Provide a way to abort an ongoing live migration

Blueprint: https://blueprints.launchpad.net/nova/+spec/abort-live-migration

At present, intervention at the hypervisor level is required to cancel a live migration. This spec proposes adding a new operation on the instance object to cancel a live migration of that instance.

Problem description

It may be that an operator decides, after starting a live migration, that they would like to cancel it. Effectively this would mean rolling-back any partial migration that has happened and leaving the instance on the source node. It may be that the migration is taking too long, or some operational problem is discovered with the target node. As the set of operations that can be performed on an instance during live migration is restricted (only delete is currently allowed), it may be that an instance owner has requested that their instance be made available urgently.

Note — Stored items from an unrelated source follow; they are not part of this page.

//! Coding-agent discovery and spawn helper backing the `agent` MCP tool.
//!
//! Scans `PATH` for known coding-agent binaries and, on request, starts one
//! as an ordinary PTY session through the Command Surface — it's just
//! another `create` call with `agent` resolved to a binary path on PATH.

use crate::client::PtydClient;
use serde_json::{json, Value};

/// Binaries recognized as coding agents, checked against `PATH` in order.
const KNOWN_AGENTS: &[&str] = &["claude", "codex", "aider", "cursor-agent", "gemini", "amp"];

fn which(binary: &str) -> Option<String> {
    let path_var = std::env::var_os("PATH")?;
    std::env::split_paths(&path_var).find_map(|dir| {
        let candidate = dir.join(binary);
        candidate.is_file().then(|| candidate.to_string_lossy().into_owned())
    })
}

/// `list` — known coding-agent binaries found on `PATH`.
pub fn list() -> Value {
    let found: Vec<Value> = KNOWN_AGENTS
        .iter()
        .filter_map(|name| which(name).map(|path| json!({ "name": name, "path": path })))
        .collect();
    json!({ "agents": found })
}

/// `spawn` — start a known agent binary as a new PTY session.
pub async fn spawn(
    client: &PtydClient,
    name: &str,
    args: &[String],
    cwd: Option<&str>,
) -> Result<Value, String> {
    let binary = which(name).ok_or_else(|| format!("agent binary '{name}' not found on PATH"))?;

    let mut command = vec![binary];
    command.extend(args.iter().cloned());

    client
        .create(&command, None, cwd, None, None)
        .await
        .map_err(|e| e.to_string())
}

Currently aborting a live migration requires intervention at the hypervisor level, which Nova recognises and resets the instance state.

Use Cases

As an operator of an OpenStack cloud, I would like the ability to query, stop and roll back an ongoing live migration. This is required for a number of reasons.

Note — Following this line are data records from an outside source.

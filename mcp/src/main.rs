//! # mcp-ptyd
//!
//! MCP (Model Context Protocol) server that bridges an AI agent host (e.g.
//! Claude Code) to a `ptyd` session engine over stdio JSON-RPC.
//!
//! ## Architecture
//!
//! ```text
//! main.rs        — entry point, config loading, MCP server launch
//! config.rs       — TOML file / env-var configuration loading
//! client.rs       — HTTP client for the ptyd Command Surface
//! mcp.rs          — MCP JSON-RPC protocol handler (stdio)
//! tools.rs        — tool definitions and handlers
//! git.rs          — read-only git subprocess calls
//! agent.rs        — coding-agent discovery and spawn helper
//! kv_store.rs     — persisted key/value store
//! plugin_docs.rs  — static bundled documentation
//! ```
//!
//! ## Tools
//!
//! `session`, `git`, `agent`, `config`, `plugin_dev_guide` — see
//! `tools.rs` for each tool's `action` table.
//!
//! ## Exit codes
//!
//! `0` on clean EOF, `2` on bad invocation (config error), `64` on an I/O
//! failure partway through the stdio loop.

mod agent;
mod client;
mod config;
mod git;
mod kv_store;
mod mcp;
mod plugin_docs;
mod tools;

use clap::Parser;
use client::PtydClient;
use config::Cli;

#[tokio::main(flavor = "current_thread")]
async fn main() {
    let cli = Cli::parse();
    let resolved = config::load(&cli);

    eprintln!("mcp-ptyd: bridging to {}", resolved.server_url);

    let ptyd = PtydClient::new(resolved.server_url.clone(), resolved.api_key.clone());

    let exit_code = mcp::run_stdio(ptyd, resolved).await;
    std::process::exit(exit_code);
}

  1. The migration may be failing to complete due to the instance’s workload. In some cases the solution to this issue may be to pause the instance but in other cases the migration may need to be abandoned or at least postponed.

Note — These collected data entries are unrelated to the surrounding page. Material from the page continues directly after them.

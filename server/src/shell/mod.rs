//! Shell and PTY process spawning.
//!
//! [`pty`] allocates the PTY pair and execs the session's command on its
//! slave side. [`process::exec_command`] is the one-shot, non-interactive
//! path used by the MCP `git` and `agent` tools. [`detect_shells`] supplies
//! the default command when a session is created without one.

use std::collections::HashSet;
use std::path::{Path, PathBuf};

pub mod process;
pub mod pty;

/// Detect available shells on this system.
///
/// Reads `/etc/shells` first (filtering comments and blank lines), then falls
/// back to probing a hardcoded list of common paths.  Results are deduplicated
/// by canonical path (so `/bin/bash` and `/usr/bin/bash` don't both appear when
/// one is a symlink) and sorted by "elite" rank: zsh > fish > bash > dash > ash > sh.
pub fn detect_shells() -> Vec<String> {
    let candidates = if let Ok(contents) = std::fs::read_to_string("/etc/shells") {
        let from_file: Vec<String> = contents
            .lines()
            .map(str::trim)
            .filter(|l| !l.is_empty() && !l.starts_with('#'))
            .filter(|l| Path::new(l).exists())
            .map(ToString::to_string)
            .collect();
        if from_file.is_empty() {
            fallback_candidates()
        } else {
            from_file
        }
    } else {
        fallback_candidates()
    };

    // Deduplicate by canonical path (resolves symlinks like /bin/bash ↔ /usr/bin/bash)
    let mut seen = HashSet::new();
    let mut shells: Vec<String> = candidates
        .into_iter()
        .filter(|p| {
            let canonical = std::fs::canonicalize(p).unwrap_or_else(|_| PathBuf::from(p));
            seen.insert(canonical)
        })
        .collect();

    shells.sort_by_key(|s| shell_rank(s));
    shells
}

fn fallback_candidates() -> Vec<String> {
    [
        "/bin/sh",
        "/bin/bash",
        "/bin/zsh",
        "/bin/ash",
        "/bin/dash",
        "/usr/bin/fish",
        "/usr/bin/zsh",
        "/usr/bin/bash",
    ]
    .iter()
    .filter(|p| Path::new(p).exists())
    .map(|p| (*p).to_string())
    .collect()
}

/// Rank shells from most elite (0) to least (5+).
fn shell_rank(path: &str) -> u8 {
    let name = path.rsplit('/').next().unwrap_or(path);
    match name {
        "zsh" => 0,
        "fish" => 1,
        "bash" => 2,
        "dash" => 3,
        "ash" => 4,
        "sh" => 5,
        _ => 6,
    }
}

  2. The migration may be having an adverse impact on the instance, i.e. the instance owner may be observing degraded performance of their application and be requesting that the cloud operator address this issue.

  3. The instance migration may be taking too long due to the large amount of data to be copied (i.e. the instance’s ephemeral disk is very full) and the cloud operator may have consulted with the instance owner and decided to abandon the live migration and employ a different strategy. For example, stop the instance, perform the hypervisor maintenance, then restart the instance.

Proposed change

New API operations on the instance object are proposed which can be used to obtain details of migration operations on the instance and abort an active operation. This will include a GET to obtain details of migration operations. If the instance does not exist (or is not visible to the tenant id being used) or has not been the subject of any migrations the GET will return a 404 response code. If the GET returns details of an active migration, a DELETE can be used to abort the migration operation. Again, if the instance does not exist (as in the case where it has been deleted since the GET call) or no migration is in progress (i.e. it is ended since the GET call) the DELETE will return a 404 response code. Otherwise it will return a 202 response code.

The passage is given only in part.